Rachelle continue cependant à forger sa complicité avec le français, et poursuit ses études en éducation à l’Université de Moncton. De retour а l’Île, elle devient enseignante d’anglais langue seconde dans les écoles de la Commission scolaire de langue française. En 2003, elle prend le poste de directrice de l’École Saint-Augustin à Rustico. En parallèle, elle reprend le chemin des études à l’Université de l’Î.-P.-É. Sa maîtrise porte sur les jeunes qui vivent en français à Charlottetown dans un climat anglophone dominant. 

À 30 ans, son travail universitaire sonne comme un déclic, elle réalise enfin qu’elle est Acadienne, que le français est aussi sa langue. «Ça a été une révélation bouleversante, une lumière s’est allumée en moi, ça m’a permis de mieux me connaître, confie Rachelle. C’était devant mes yeux toute ma vie, couvert par le silence. Quand on perd son identité culturelle, ça fait mal d’en parler, et la honte se transmet sur plusieurs générations». 

Aujourd’hui, Rachelle a plus que jamais conscience de son héritage, mais aussi de son assimilation. «J’ai compris ce que cela signifiait d’être opprimé. On dit souvent que les Acadiens ont perdu leur langue et leur culture, mais c’est faux, elles nous ont été enlevées, analyse la chercheuse. On n’a pas choisi de changer de nom et de groupe social, on s’est identifié à la majorité, car on voulait sortir de la misère et s’intégrer au groupe anglodominant».

L’éducation, la clé de la réconciliation 

Désireuse d’éclairer son histoire personnelle, l’universitaire a poursuivi ses recherches à l’Université de Moncton avec une thèse sur les jeunes ayant des racines francophones qui vivent dans des familles de langue anglaise. Elle s’est intéressée à la zone de contact entre les deux cultures. 

«Les gens comme moi, qui se situent dans un interstice culturel aux frontières floues, poussent les idées reçues, réinventent la façon d’être Acadien et permettent de déconstruire la vision binaire des deux solitudes linguistiques», affirme la professeure en éducation. 

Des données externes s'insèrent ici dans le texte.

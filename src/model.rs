//! Domain records shared by the catalog stores and the engine.

use time::{Date, OffsetDateTime};

/// Identifier of a cast member.
pub type CastId = i64;
/// Identifier of a crew member.
pub type CrewId = i64;
/// Identifier of a film.
pub type FilmId = i64;
/// Identifier of a rating user.
pub type UserId = i64;

/// A credited cast member of a film.
#[derive(Debug, Clone, PartialEq)]
pub struct CastMember {
    /// Cast member id, unique across the dataset.
    pub id: CastId,
    /// Billed name.
    pub name: String,
}

impl CastMember {
    /// Creates a cast member record.
    pub fn new(id: CastId, name: impl Into<String>) -> Self {
        Self {
            id,
            name: name.into(),
        }
    }
}

/// A credited crew member of a film.
#[derive(Debug, Clone, PartialEq)]
pub struct CrewMember {
    /// Crew member id, unique across the dataset.
    pub id: CrewId,
    /// Billed name.
    pub name: String,
    /// Job on the production, e.g. "Director".
    pub role: String,
}

impl CrewMember {
    /// Creates a crew member record.
    pub fn new(id: CrewId, name: impl Into<String>, role: impl Into<String>) -> Self {
        Self {
            id,
            name: name.into(),
            role: role.into(),
        }
    }
}

/// A single user's rating of a single film.
#[derive(Debug, Clone, PartialEq)]
pub struct Rating {
    /// Rating user.
    pub user: UserId,
    /// Rated film.
    pub film: FilmId,
    /// Score on the dataset's scale (0.5 to 5.0 for MovieLens exports).
    pub score: f32,
    /// When the rating was submitted.
    pub timestamp: OffsetDateTime,
}

impl Rating {
    /// Creates a rating record.
    pub fn new(user: UserId, film: FilmId, score: f32, timestamp: OffsetDateTime) -> Self {
        Self {
            user,
            film,
            score,
            timestamp,
        }
    }
}

/// Film metadata held by [`crate::catalog::FilmStore`].
#[derive(Debug, Clone, PartialEq)]
pub struct Film {
    /// Film id, unique across the dataset.
    pub id: FilmId,
    /// Release title.
    pub title: String,
    /// Theatrical release date.
    pub release: Date,
    /// Production budget in dollars.
    pub budget: i64,
    /// Gross revenue in dollars.
    pub revenue: i64,
    /// Runtime in minutes.
    pub runtime: f64,
}

impl Film {
    /// Creates a film record; financial fields and runtime start at zero.
    pub fn new(id: FilmId, title: impl Into<String>, release: Date) -> Self {
        Self {
            id,
            title: title.into(),
            release,
            budget: 0,
            revenue: 0,
            runtime: 0.0,
        }
    }
}
use cinegraph::error::EngineError;
use cinegraph::primitives::{BucketKey, IndexedStore, Queue, Sequence};

#[test]
fn store_tracks_key_order_across_mixed_operations() {
    let mut store: IndexedStore<i64, String> = IndexedStore::with_capacity(8);
    let mut successful = 0;

    for key in [3i64, -14, 7, 3, 0, -14, 21] {
        if store.put(key, format!("value-{key}")) {
            successful += 1;
        }
        assert_eq!(store.get(key), Some(&format!("value-{key}")));
    }

    assert_eq!(store.len(), successful);
    let keys: Vec<i64> = store.keys().copied().collect();
    assert_eq!(keys, vec![3, -14, 7, 0, 21]);
    assert_eq!(keys.len(), successful);

    assert!(store.remove(-14));
    assert!(store.replace(7, "replaced".into()));
    let keys: Vec<i64> = store.keys().copied().collect();
    assert_eq!(keys, vec![3, 7, 0, 21]);
    assert_eq!(store.get(7), Some(&"replaced".to_string()));
}

#[test]
fn store_survives_heavy_chaining() {
    // Two buckets force long chains; behavior must not depend on spread.
    let mut store: IndexedStore<i64, i64> = IndexedStore::with_capacity(2);
    for key in -50i64..50 {
        assert!(store.put(key, key * 2));
    }
    assert_eq!(store.len(), 100);
    for key in -50i64..50 {
        assert_eq!(store.get(key), Some(&(key * 2)));
    }
    for key in (-50i64..50).step_by(2) {
        assert!(store.remove(key));
    }
    assert_eq!(store.len(), 50);
    assert_eq!(store.keys().count(), 50);
}

#[test]
fn negative_and_extreme_keys_stay_addressable() {
    for capacity in [1usize, 3, 17] {
        let mut store: IndexedStore<i64, &str> = IndexedStore::with_capacity(capacity);
        for key in [i64::MIN, i64::MIN + 1, -1, 0, 1, i64::MAX] {
            assert!(key.bucket(capacity) < capacity);
            assert!(store.put(key, "present"));
        }
        for key in [i64::MIN, i64::MIN + 1, -1, 0, 1, i64::MAX] {
            assert!(store.contains_key(key), "capacity {capacity} key {key}");
        }
    }
}

#[test]
fn sequence_round_trips_through_queue() {
    let mut queue = Queue::new();
    for value in 0..100 {
        queue.enqueue(value);
    }
    let mut drained = Vec::new();
    while let Some(value) = queue.dequeue() {
        drained.push(value);
    }
    assert_eq!(drained, (0..100).collect::<Vec<i32>>());
}

#[test]
fn sequence_reverse_and_removal_compose() {
    let mut seq: Sequence<i32> = (0..10).collect();
    seq.reverse();
    assert!(seq.remove(&9)); // old tail is now the head
    assert!(seq.remove(&0)); // old head is now the tail
    let values: Vec<i32> = seq.iter().copied().collect();
    assert_eq!(values, vec![8, 7, 6, 5, 4, 3, 2, 1]);

    seq.reverse();
    let values: Vec<i32> = seq.iter().copied().collect();
    assert_eq!(values, vec![1, 2, 3, 4, 5, 6, 7, 8]);
}

#[test]
fn empty_sequence_access_is_a_typed_error() {
    let seq: Sequence<u8> = Sequence::new();
    match seq.head() {
        Err(EngineError::EmptyAccess(what)) => assert_eq!(what, "sequence head"),
        other => panic!("expected EmptyAccess, got {other:?}"),
    }
    assert!(matches!(
        seq.tail(),
        Err(EngineError::EmptyAccess("sequence tail"))
    ));
}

Rachelle refuse de tracer une ligne de démarcation entre francophones et anglophones, et plaide pour une communauté. Elle estime que l’école est la clé de la réconciliation : «L’éducation a été utilisée comme un outil de destruction pour nous enlever notre langue, on peut maintenant l’utiliser pour marcher main dans la main avec les as».

Elle est mariée à un anglophone, et a choisi de mettre sa fille а l’École François-Buote : «C’est important qu’elle connaisse la richesse de ses racines acadiennes, qu’elle forge un lien fort avec le français».